He gives very careful directions not only for performing the “reverence,” the “simple,” the “double,” the “réprise,” and the “congé,” but for performing the various movements of the basse-dance, the retour, and the tordion; as, for instance, when he remarks that “You begin the dance of the tordion, which is in triple time, just like the basse-dance: but it is (to give his own words) plus legiere and concitée.”
He describes the Pavane as “easy” to dance, and gives details of its performance, together with the music of that famous and lovely example, “Belle qui tiens ma vie captive,” the words being given in full, for four voices and tambour accompaniment.
The Gaillarde, he says, is so-called “parce qu’il fault estre gaillard and dispos pour la dancer,” and with much detail as to its performance explains that while danced somewhat like the tordion the latter is done “plus doulcement and avec actions and gestes moings violents.”
He gives nearly a dozen musical examples for the gaillarde, one called “La traditors my fa morire”; another “Anthoinette”; another, with the charming title “Baisons nous belle”; another, “Si j’ayme ou non.”
Capriol, by the way, remarks apropos after the second-named, that “At Orleans when we give Aubades we always play on our lutes and guiternes a gaillarde called ‘La Romanesque,’” but that it seemed so hackneyed and trivial that he and his companions took to “Anthoinette” as being livelier and having a better rhythm.

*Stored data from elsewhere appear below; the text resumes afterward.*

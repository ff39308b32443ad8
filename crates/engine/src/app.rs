//! Application state and composition.

use std::sync::Arc;

use crate::entities::SpawnCatalog;
use crate::infrastructure::{
    ports::{ClockPort, LocationProviderPort, RandomPort},
    readiness::{Milestone, Readiness},
    settings::{AppSettings, SettingsError},
};
use crate::stores::WorldState;
use crate::use_cases;
use crate::use_cases::spawns::{
    ClaimAndConsume, GetRespawnStatus, GetViewportLocations, ResetWorld, StartRespawn,
};

/// Main application state.
///
/// Built once at startup and passed to HTTP handlers via Axum state.
pub struct App {
    pub settings: AppSettings,
    pub readiness: Arc<Readiness>,
    pub world: Arc<WorldState>,
    pub use_cases: UseCases,
}

/// Container for all use cases.
pub struct UseCases {
    pub spawns: use_cases::SpawnUseCases,
}

impl App {
    /// Create a new App with all dependencies wired up.
    ///
    /// Marks [`Milestone::WorldStateReady`] on `readiness` once the world
    /// state exists.
    pub fn new(
        settings: AppSettings,
        provider: Arc<dyn LocationProviderPort>,
        clock: Arc<dyn ClockPort>,
        random: Arc<dyn RandomPort>,
        readiness: Arc<Readiness>,
    ) -> Result<Self, SettingsError> {
        let index = settings.spatial_index()?;
        let default_criteria = settings.default_criteria()?;

        let catalog = Arc::new(SpawnCatalog::new(settings.catalog_config(), random));
        let world = Arc::new(
            WorldState::new(provider, catalog, clock)
                .with_provider_timeout(settings.provider_timeout()),
        );

        let spawns = use_cases::SpawnUseCases::new(
            Arc::new(GetViewportLocations::new(
                world.clone(),
                index,
                default_criteria,
            )),
            Arc::new(ClaimAndConsume::new(world.clone())),
            Arc::new(StartRespawn::new(world.clone())),
            Arc::new(GetRespawnStatus::new(world.clone())),
            Arc::new(ResetWorld::new(world.clone())),
        );

        readiness.mark(Milestone::WorldStateReady);

        Ok(Self {
            settings,
            readiness,
            world,
            use_cases: UseCases { spawns },
        })
    }
}
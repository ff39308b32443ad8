//! In-memory state storage modules.
//!
//! Stores manage runtime state that lives only as long as the process:
//! - `WorldState` - spawn locations, the cell cache and in-flight fetches

pub mod world_state;

pub use world_state::{RespawnStatus, WorldError, WorldState, WorldStats, DEFAULT_PROVIDER_TIMEOUT};
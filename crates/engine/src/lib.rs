//! Zoinkies Engine library.
//!
//! Server-side spawn location lifecycle for the Zoinkies game.
//!
//! ## Structure
//!
//! - `entities/` - Spawn classification and respawn arithmetic
//! - `stores/` - In-memory world state
//! - `use_cases/` - User story orchestration across entities and stores
//! - `infrastructure/` - External dependency implementations (ports + adapters)
//! - `api/` - HTTP entry points
//! - `app` - Application composition

pub mod api;
pub mod app;
pub mod entities;
pub mod infrastructure;
pub mod stores;
pub mod use_cases;

/// Test fixtures module for integration testing.
#[cfg(test)]
pub mod test_fixtures;

pub use app::App;
//! Layered application settings.
//!
//! Sources, lowest precedence first: built-in defaults, an optional TOML file
//! (`zoinkies.toml` or the path in `ZOINKIES_CONFIG`), then `ZOINKIES__*`
//! environment variables with `__` separating nested keys, e.g.
//! `ZOINKIES__SPATIAL__ZOOM=16`.

use std::path::{Path, PathBuf};
use std::time::Duration;

use serde::{Deserialize, Serialize};
use zoinkies_domain::{LocationCriteria, MinionTier, SpatialIndex, DEFAULT_FIELDS_TO_RETURN};

use crate::entities::{CatalogConfig, CooldownTable, SelectionPolicy};
use crate::infrastructure::playable_locations::DEFAULT_PLAYABLE_LOCATIONS_BASE_URL;
use crate::infrastructure::resilient_provider::RetryConfig;

pub const DEFAULT_CONFIG_FILE: &str = "zoinkies.toml";
const ENV_PREFIX: &str = "ZOINKIES";
const CONFIG_PATH_VAR: &str = "ZOINKIES_CONFIG";

/// Dotenv files read by [`load_dotenv_files`], highest precedence first.
pub const DOTENV_FILES: [&str; 2] = [".env.local", ".env"];

/// Load `.env.local` then `.env` from `dir` into the process environment.
///
/// Variables already set are never overwritten, so `.env.local` wins over
/// `.env` and both lose to the real environment. Returns the files that were
/// read; unreadable files are skipped.
pub fn load_dotenv_files(dir: &Path) -> Vec<PathBuf> {
    DOTENV_FILES
        .iter()
        .map(|name| dir.join(name))
        .filter(|path| path.is_file())
        .filter(|path| dotenvy::from_path(path).is_ok())
        .collect()
}

#[derive(Debug, thiserror::Error)]
pub enum SettingsError {
    #[error("Failed to load configuration: {0}")]
    Config(#[from] config::ConfigError),
    #[error("Invalid configuration: {0}")]
    Invalid(String),
}

#[derive(Debug, Clone, PartialEq, Serialize, Deserialize)]
#[serde(default)]
pub struct ServerSettings {
    pub host: String,
    pub port: u16,
}

impl Default for ServerSettings {
    fn default() -> Self {
        Self {
            host: "0.0.0.0".to_string(),
            port: 3000,
        }
    }
}

impl ServerSettings {
    pub fn bind_address(&self) -> String {
        format!("{}:{}", self.host, self.port)
    }
}

/// Playable locations provider connection.
#[derive(Debug, Clone, PartialEq, Serialize, Deserialize)]
#[serde(default)]
pub struct ProviderSettings {
    pub base_url: String,
    /// Empty means no key is sent.
    pub api_key: String,
    /// Bound on one cell fetch, retries included.
    pub timeout_secs: u64,
    /// Bound on a single HTTP request.
    pub request_timeout_secs: u64,
    pub retry: RetryConfig,
}

impl Default for ProviderSettings {
    fn default() -> Self {
        Self {
            base_url: DEFAULT_PLAYABLE_LOCATIONS_BASE_URL.to_string(),
            api_key: String::new(),
            timeout_secs: 10,
            request_timeout_secs: 5,
            retry: RetryConfig::default(),
        }
    }
}

#[derive(Debug, Clone, Copy, PartialEq, Eq, Serialize, Deserialize)]
#[serde(default)]
pub struct SpatialSettings {
    pub zoom: u8,
    pub max_cells: usize,
}

impl Default for SpatialSettings {
    fn default() -> Self {
        Self {
            zoom: SpatialIndex::DEFAULT_ZOOM,
            max_cells: SpatialIndex::DEFAULT_MAX_CELLS,
        }
    }
}

#[derive(Debug, Clone, PartialEq, Eq, Serialize, Deserialize)]
#[serde(default)]
pub struct CatalogSettings {
    pub minion_tiers: Vec<MinionTier>,
    pub selection_policy: SelectionPolicy,
    pub max_per_category: Option<usize>,
}

impl Default for CatalogSettings {
    fn default() -> Self {
        Self {
            minion_tiers: MinionTier::ALL.to_vec(),
            selection_policy: SelectionPolicy::default(),
            max_per_category: None,
        }
    }
}

/// Criteria applied when a request does not bring its own.
#[derive(Debug, Clone, PartialEq, Eq, Serialize, Deserialize)]
#[serde(default)]
pub struct CriteriaSettings {
    pub game_object_type: i32,
    pub max_location_count: u32,
    pub fields_to_return: Vec<String>,
}

impl Default for CriteriaSettings {
    fn default() -> Self {
        let criteria = LocationCriteria::default();
        Self {
            game_object_type: criteria.game_object_type,
            max_location_count: criteria.max_location_count,
            fields_to_return: DEFAULT_FIELDS_TO_RETURN
                .iter()
                .map(|s| s.to_string())
                .collect(),
        }
    }
}

#[derive(Debug, Clone, Default, PartialEq, Serialize, Deserialize)]
#[serde(default)]
pub struct AppSettings {
    pub server: ServerSettings,
    pub provider: ProviderSettings,
    pub spatial: SpatialSettings,
    pub catalog: CatalogSettings,
    pub respawn: CooldownTable,
    pub criteria: CriteriaSettings,
}

impl AppSettings {
    /// Load from the default file location and the process environment.
    pub fn load() -> Result<Self, SettingsError> {
        let path = std::env::var(CONFIG_PATH_VAR)
            .map(PathBuf::from)
            .unwrap_or_else(|_| PathBuf::from(DEFAULT_CONFIG_FILE));
        Self::load_from(Some(&path), None)
    }

    /// Load from an explicit file and environment.
    ///
    /// `env` replaces the process environment when given, which keeps tests
    /// independent of the host.
    pub fn load_from(
        path: Option<&Path>,
        env: Option<config::Map<String, String>>,
    ) -> Result<Self, SettingsError> {
        let mut builder = config::Config::builder();
        if let Some(path) = path {
            builder = builder.add_source(config::File::from(path).required(false));
        }
        builder = builder.add_source(
            config::Environment::with_prefix(ENV_PREFIX)
                .prefix_separator("__")
                .separator("__")
                .try_parsing(true)
                .source(env),
        );

        let settings: AppSettings = builder.build()?.try_deserialize()?;
        settings.validate()?;

        tracing::info!(
            zoom = settings.spatial.zoom,
            max_cells = settings.spatial.max_cells,
            provider = %settings.provider.base_url,
            api_key_set = !settings.provider.api_key.is_empty(),
            "Settings loaded"
        );
        Ok(settings)
    }

    pub fn validate(&self) -> Result<(), SettingsError> {
        self.spatial_index()?;
        self.default_criteria()?;
        if self.provider.timeout_secs == 0 || self.provider.request_timeout_secs == 0 {
            return Err(SettingsError::Invalid(
                "provider timeouts must be at least one second".to_string(),
            ));
        }
        if !(0.0..=1.0).contains(&self.provider.retry.jitter_factor) {
            return Err(SettingsError::Invalid(format!(
                "retry jitter_factor must be within 0..=1, got {}",
                self.provider.retry.jitter_factor
            )));
        }
        if self.catalog.max_per_category == Some(0) {
            return Err(SettingsError::Invalid(
                "catalog max_per_category must be positive when set".to_string(),
            ));
        }
        Ok(())
    }

    pub fn spatial_index(&self) -> Result<SpatialIndex, SettingsError> {
        SpatialIndex::new(self.spatial.zoom, self.spatial.max_cells)
            .map_err(|e| SettingsError::Invalid(e.to_string()))
    }

    pub fn default_criteria(&self) -> Result<LocationCriteria, SettingsError> {
        let mut criteria =
            LocationCriteria::new(self.criteria.game_object_type, self.criteria.max_location_count)
                .map_err(|e| SettingsError::Invalid(e.to_string()))?;
        if !self.criteria.fields_to_return.is_empty() {
            criteria.fields_to_return = self.criteria.fields_to_return.clone();
        }
        Ok(criteria)
    }

    pub fn catalog_config(&self) -> CatalogConfig {
        CatalogConfig {
            minion_tiers: self.catalog.minion_tiers.clone(),
            selection_policy: self.catalog.selection_policy,
            max_per_category: self.catalog.max_per_category,
            cooldowns: self.respawn.clone(),
            ..CatalogConfig::default()
        }
    }

    pub fn provider_timeout(&self) -> Duration {
        Duration::from_secs(self.provider.timeout_secs)
    }

    pub fn request_timeout(&self) -> Duration {
        Duration::from_secs(self.provider.request_timeout_secs)
    }
}
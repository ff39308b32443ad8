//! Testability ports for injecting time and randomness.

use chrono::{DateTime, Utc};

// =============================================================================
// Testability Ports
// =============================================================================

#[cfg_attr(test, mockall::automock)]
pub trait ClockPort: Send + Sync {
    fn now(&self) -> DateTime<Utc>;
}

#[cfg_attr(test, mockall::automock)]
pub trait RandomPort: Send + Sync {
    /// Uniform integer in `min..=max`.
    fn gen_range(&self, min: i32, max: i32) -> i32;
}
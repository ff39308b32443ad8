//! Zoinkies domain: spawn locations, spatial cells and their invariants.
//!
//! This crate has no I/O. Time is always passed in by the caller, so every
//! lifecycle rule can be exercised deterministically.

pub mod entities;
pub mod error;
pub mod ids;
pub mod spatial;
pub mod value_objects;

pub use entities::{
    ChestTier, GameObjectCategory, GameObjectType, ItemReward, MinionTier, RawLocation,
    RewardItem, RewardParams, SpawnLocation, SpawnState,
};
pub use error::DomainError;
pub use ids::LocationId;
pub use spatial::{CellId, SpatialIndex, MAX_MERCATOR_LATITUDE, MAX_ZOOM, MIN_ZOOM};
pub use value_objects::{
    LatLng, LatLngRect, LocationCriteria, DEFAULT_FIELDS_TO_RETURN, MAX_LOCATION_COUNT,
};
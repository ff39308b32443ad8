//! Startup readiness barrier.
//!
//! Initialization marks milestones as they complete, in any order. Anything
//! that must not run before the service is fully wired awaits
//! [`Readiness::wait_ready`].

use std::fmt;

use tokio::sync::watch;

#[derive(Debug, Clone, Copy, PartialEq, Eq, Hash)]
pub enum Milestone {
    SettingsLoaded,
    ProviderConfigured,
    WorldStateReady,
}

impl Milestone {
    pub const ALL: [Milestone; 3] = [
        Self::SettingsLoaded,
        Self::ProviderConfigured,
        Self::WorldStateReady,
    ];

    fn bit(self) -> u8 {
        match self {
            Self::SettingsLoaded => 1,
            Self::ProviderConfigured => 1 << 1,
            Self::WorldStateReady => 1 << 2,
        }
    }
}

impl fmt::Display for Milestone {
    fn fmt(&self, f: &mut fmt::Formatter<'_>) -> fmt::Result {
        match self {
            Self::SettingsLoaded => write!(f, "settings_loaded"),
            Self::ProviderConfigured => write!(f, "provider_configured"),
            Self::WorldStateReady => write!(f, "world_state_ready"),
        }
    }
}

const ALL_MASK: u8 = 0b111;

/// Tracks which startup milestones have been reached.
pub struct Readiness {
    state: watch::Sender<u8>,
}

impl Readiness {
    pub fn new() -> Self {
        let (state, _) = watch::channel(0);
        Self { state }
    }

    /// Record a milestone. Marking twice is harmless.
    pub fn mark(&self, milestone: Milestone) {
        self.state.send_modify(|mask| *mask |= milestone.bit());
        tracing::debug!(milestone = %milestone, "Readiness milestone reached");
    }

    pub fn is_ready(&self) -> bool {
        *self.state.borrow() == ALL_MASK
    }

    /// Milestones not reached yet.
    pub fn pending(&self) -> Vec<Milestone> {
        let mask = *self.state.borrow();
        Milestone::ALL
            .into_iter()
            .filter(|m| mask & m.bit() == 0)
            .collect()
    }

    /// Resolves once every milestone has been marked.
    pub async fn wait_ready(&self) {
        let mut rx = self.state.subscribe();
        // The sender lives in `self`, so the channel cannot close while we wait
        let _ = rx.wait_for(|mask| *mask == ALL_MASK).await;
    }
}

impl Default for Readiness {
    fn default() -> Self {
        Self::new()
    }
}
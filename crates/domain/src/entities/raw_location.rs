//! Unclassified candidate returned by the playable-locations provider.

use serde::{Deserialize, Serialize};

use crate::value_objects::LatLng;

/// A provider candidate before the catalog assigns it a game object.
///
/// Every field except `place_id` is optional on the wire; the catalog decides
/// whether a candidate carries enough to become a spawn location.
#[derive(Debug, Clone, PartialEq, Default, Serialize, Deserialize)]
pub struct RawLocation {
    pub place_id: String,
    #[serde(default)]
    pub name: Option<String>,
    #[serde(default)]
    pub snapped_point: Option<LatLng>,
    #[serde(default)]
    pub center_point: Option<LatLng>,
    #[serde(default)]
    pub types: Vec<String>,
    #[serde(default)]
    pub plus_code: Option<String>,
}

impl RawLocation {
    pub fn new(place_id: impl Into<String>) -> Self {
        Self {
            place_id: place_id.into(),
            ..Default::default()
        }
    }

    pub fn with_snapped_point(mut self, point: LatLng) -> Self {
        self.snapped_point = Some(point);
        self
    }

    pub fn with_center_point(mut self, point: LatLng) -> Self {
        self.center_point = Some(point);
        self
    }

    pub fn with_types<I, S>(mut self, types: I) -> Self
    where
        I: IntoIterator<Item = S>,
        S: Into<String>,
    {
        self.types = types.into_iter().map(Into::into).collect();
        self
    }

    pub fn with_name(mut self, name: impl Into<String>) -> Self {
        self.name = Some(name.into());
        self
    }

    /// Where the object is placed: the road-snapped point if present,
    /// otherwise the place centre.
    pub fn coordinates(&self) -> Option<LatLng> {
        self.snapped_point.or(self.center_point)
    }

    pub fn has_type(&self, tag: &str) -> bool {
        self.types.iter().any(|t| t == tag)
    }
}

The Gaillarde was in triple time, and was made up of five steps (or four steps and a leap) and one “position”; the term cinq pas also being alternatively applied to it, hence the Shakespearean “cinque-pace” and “sink-a-pace.”
The Volte, from which is derived the modern valse, was described by Arbeau as “a species of gaillarde familiar to the Provençals,” danced, like the tordion, in triple time, and consisting of two steps and a leap. The Volte, or Volta, as it was as often called, was popular in England, as was the Gaillarde, and references to it are found in Shakespeare (Troilus and Cressida) and in the one really great work on the Dance in English literature, namely, Sir John Davies’ richly imaginative and finely musical poem, Orchestra, or a Poeme on Daunciny, which was published in 1596, only eight years after Arbeau’s Orchésographie.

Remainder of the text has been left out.